何百球と打ち終え、ボールを片付け、西武山川穂高内野手(31)がイスに腰掛けた。2月6日、午後6時13分。全体練習開始から8時間超、雨空だがすでに日没後だった。

「もちろん(もっと)打ちたいです、本当は。ただ初日はこんなもんで」

帰りがあまりに遅くなると、ランドリー回収にも間に合わない。ただ、時間の許す限り、自主トレをともにした西川愛也外野手(23)と打ち込む。時には“もぐもぐタイム”も入れながら打つ。室内練習場に快音と、屋根に打ち付ける雨音が響いた。

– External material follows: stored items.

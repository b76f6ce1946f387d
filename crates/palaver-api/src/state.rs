//! Application state wiring all services together.
//!
//! AppState holds the concrete service instances used by the REST API and
//! the CLI. The chat service is generic over its repository; AppState pins
//! it to the in-memory implementation.

use std::sync::Arc;

use palaver_core::chat::service::ChatService;
use palaver_core::llm::router::ProviderRouter;
use palaver_infra::llm::build_provider_router;
use palaver_infra::memory::InMemoryChatRepository;
use palaver_infra::secret::ProviderCredentials;
use palaver_infra::storage::UploadStore;
use palaver_types::config::ServerConfig;

/// Concrete type alias for the service generic pinned to the infra implementation.
pub type ConcreteChatService = ChatService<InMemoryChatRepository>;

/// Per-request caps on the upload endpoint.
#[derive(Debug, Clone, Copy, PartialEq, Eq)]
pub struct UploadLimits {
    pub max_file_bytes: usize,
    pub max_files: usize,
}

impl From<&ServerConfig> for UploadLimits {
    fn from(config: &ServerConfig) -> Self {
        Self {
            max_file_bytes: config.max_upload_file_bytes,
            max_files: config.max_upload_files,
        }
    }
}

/// Shared application state.
#[derive(Clone)]
pub struct AppState {
    pub chat_service: Arc<ConcreteChatService>,
    pub uploads: Arc<UploadStore>,
    pub upload_limits: UploadLimits,
}

impl AppState {
    /// Wire state from already-built parts. Tests inject scripted providers here.
    pub fn new(providers: ProviderRouter, uploads: UploadStore, upload_limits: UploadLimits) -> Self {
        Self {
            chat_service: Arc::new(ChatService::new(
                InMemoryChatRepository::default(),
                providers,
            )),
            uploads: Arc::new(uploads),
            upload_limits,
        }
    }

    /// Initialize the application state from config and the process environment.
    pub fn init(config: &ServerConfig) -> anyhow::Result<Self> {
        let providers = build_provider_router(config, ProviderCredentials::from_env())?;

        Ok(Self::new(
            providers,
            UploadStore::new(&config.upload_dir),
            UploadLimits::from(config),
        ))
    }
}
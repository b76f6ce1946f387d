//! DeepSeek chat completions wire types.
//!
//! These are DeepSeek-specific request/response structures. They are NOT the
//! generic LLM types from palaver-types, which are provider-agnostic.

use serde::{Deserialize, Serialize};

/// Request body for `POST /chat/completions`.
#[derive(Debug, Clone, Serialize)]
pub struct DeepSeekRequest {
    pub model: String,
    pub messages: Vec<DeepSeekMessage>,
    pub max_tokens: u32,
    pub temperature: f64,
}

#[derive(Debug, Clone, Serialize, Deserialize)]
pub struct DeepSeekMessage {
    pub role: String,
    pub content: String,
}

/// Non-streaming response body. Only the fields we read are modelled.
#[derive(Debug, Clone, Deserialize)]
pub struct DeepSeekResponse {
    #[serde(default)]
    pub model: Option<String>,
    pub choices: Vec<DeepSeekChoice>,
    #[serde(default)]
    pub usage: Option<DeepSeekUsage>,
}

#[derive(Debug, Clone, Deserialize)]
pub struct DeepSeekChoice {
    pub message: DeepSeekResponseMessage,
}

#[derive(Debug, Clone, Deserialize)]
pub struct DeepSeekResponseMessage {
    #[serde(default)]
    pub content: Option<String>,
}

/// Token counters; any missing counter reads as zero.
#[derive(Debug, Clone, Default, Deserialize)]
pub struct DeepSeekUsage {
    #[serde(default)]
    pub prompt_tokens: u32,
    #[serde(default)]
    pub completion_tokens: u32,
    #[serde(default)]
    pub total_tokens: u32,
}

/// Error envelope: `{"error": {"message": "..."}}`.
#[derive(Debug, Clone, Deserialize)]
pub struct DeepSeekErrorResponse {
    pub error: DeepSeekErrorBody,
}

#[derive(Debug, Clone, Deserialize)]
pub struct DeepSeekErrorBody {
    pub message: String,
}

「雨が降ってたので、バッティングは分かんないっす。感触いいと思いますけどね。外で打ってみて、の部分は打撃は正直ありますけど、ただ無事キャンプインできたことは素直にうれしいです。待ちわびていたので」

この日、12球団の大トリで、宮崎・南郷でキャンプイン。山川は源田とともに、出場が決まっているWBCの侍ジャパン合宿が控え、南郷キャンプは2クールのみの参加予定だ。「WBCの球はまだ打っていないので。打感的にどうなんだろう」。ちょっと気になりながらも、今できる調整に専念している。

打つだけでない。大勢のファンがいる場所に、自ら近寄っていった。少年ファンにも優しく話し掛ける。この時を待っていた。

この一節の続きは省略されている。